The median age in the village was 36.2 years. 28.9% of residents were under the age of 18; 5.4% were between the ages of 18 and 24; 24.8% were from 25 to 44; 27.1% were from 45 to 64; and 13.6% were 65 years of age or older. The gender makeup of the village was 49.6% male and 50.4% female.

===2000 census===
As of the census of 2000, there were 696 people, 258 households, and 190 families living in the village. The population density was 1,808.9 PD/sqmi. There were 277 housing units at an average density of 719.9 /sqmi. The racial makeup of the village was 98.85% White, 0.14% Native American, 0.29% Asian, 0.43% from other races, and 0.29% from two or more races. Hispanic or Latino of any race were 1.58% of the population.

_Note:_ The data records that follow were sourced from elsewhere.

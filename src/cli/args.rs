use clap::{Parser, Subcommand};
use std::path::PathBuf;

#[derive(Parser, Debug)]
#[command(name = "deep-search")]
#[command(version)]
#[command(about = "Chat with cloud or local models through one streaming interface", long_about = None)]
pub struct Cli {
    /// Path to configuration file
    #[arg(short, long, global = true)]
    pub config: Option<PathBuf>,

    /// Verbose output
    #[arg(short, long, global = true)]
    pub verbose: bool,

    #[command(subcommand)]
    pub command: Option<Commands>,
}

#[derive(Subcommand, Debug, Clone)]
pub enum Commands {
    /// Run the chat proxy route server
    Serve {
        /// Interface to bind (overrides config)
        #[arg(long)]
        host: Option<String>,

        /// Port to bind (overrides config)
        #[arg(short, long)]
        port: Option<u16>,
    },
    /// Start a chat session (default)
    Chat {
        /// Model id to start with (see `deep-search models`)
        #[arg(short, long)]
        model: Option<String>,

        /// Proxy route base URL (overrides config)
        #[arg(long, env = "DEEP_SEARCH_PROXY_URL")]
        proxy_url: Option<String>,

        /// Submit one prompt, print the reply and exit
        #[arg(short, long)]
        prompt: Option<String>,
    },
    /// List available models
    Models,
    /// Initialize configuration
    Init,
    /// Show version information
    Version,
}

impl Default for Commands {
    fn default() -> Self {
        Commands::Chat {
            model: None,
            proxy_url: None,
            prompt: None,
        }
    }
}
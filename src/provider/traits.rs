use async_trait::async_trait;

use super::request::ProviderRequest;
use crate::models::FragmentStream;
use crate::utils::DeepSearchError;

/// A hosted chat API the proxy route can forward to
#[async_trait]
pub trait ChatProvider: Send + Sync {
    /// Open a streamed completion.
    ///
    /// Returns once the provider has accepted the request, so that rejection
    /// can still be reported as a structured error.
    async fn stream_chat(
        &self,
        api_key: &str,
        request: ProviderRequest,
    ) -> Result<FragmentStream, DeepSearchError>;

    /// Provider name for logs
    fn name(&self) -> &str;
}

There were 258 households, out of which 41.9% had children under the age of 18 living with them, 62.0% were married couples living together, 9.3% had a female householder with no husband present, and 26.0% were non-families. 22.1% of all households were made up of individuals, and 12.4% had someone living alone who was 65 years of age or older. The average household size was 2.68 and the average family size was 3.15.

In the village, the population was spread out, with 32.3% under the age of 18, 5.6% from 18 to 24, 30.2% from 25 to 44, 19.5% from 45 to 64, and 12.4% who were 65 years of age or older. The median age was 36 years. For every 100 females, there were 100.6 males. For every 100 females age 18 and over, there were 88.4 males.

As of 2000 the median income for a household in the village was $40,625, and the median income for a family was $41,750. Males had a median income of $28,693 versus $21,875 for females. The per capita income for the village was $16,459. About 7.5% of families and 7.2% of the population were below the poverty line, including 12.0% of those under age 18 and 5.9% of those age 65 or over.

==Economy==
Basic economic activities in Axtell include farming and farm related occupations.

==Culture==
Axtell became known as "The Windmill City" for the large number of windmill within the community.

Axtell is also known as the home of Mosaic - Bethphage Village of Axtell, which provides services for the developmentally disabled. Bethphage was founded in 1913 by K. G. William Dahl, a minister of the Augustana Evangelical Lutheran Church.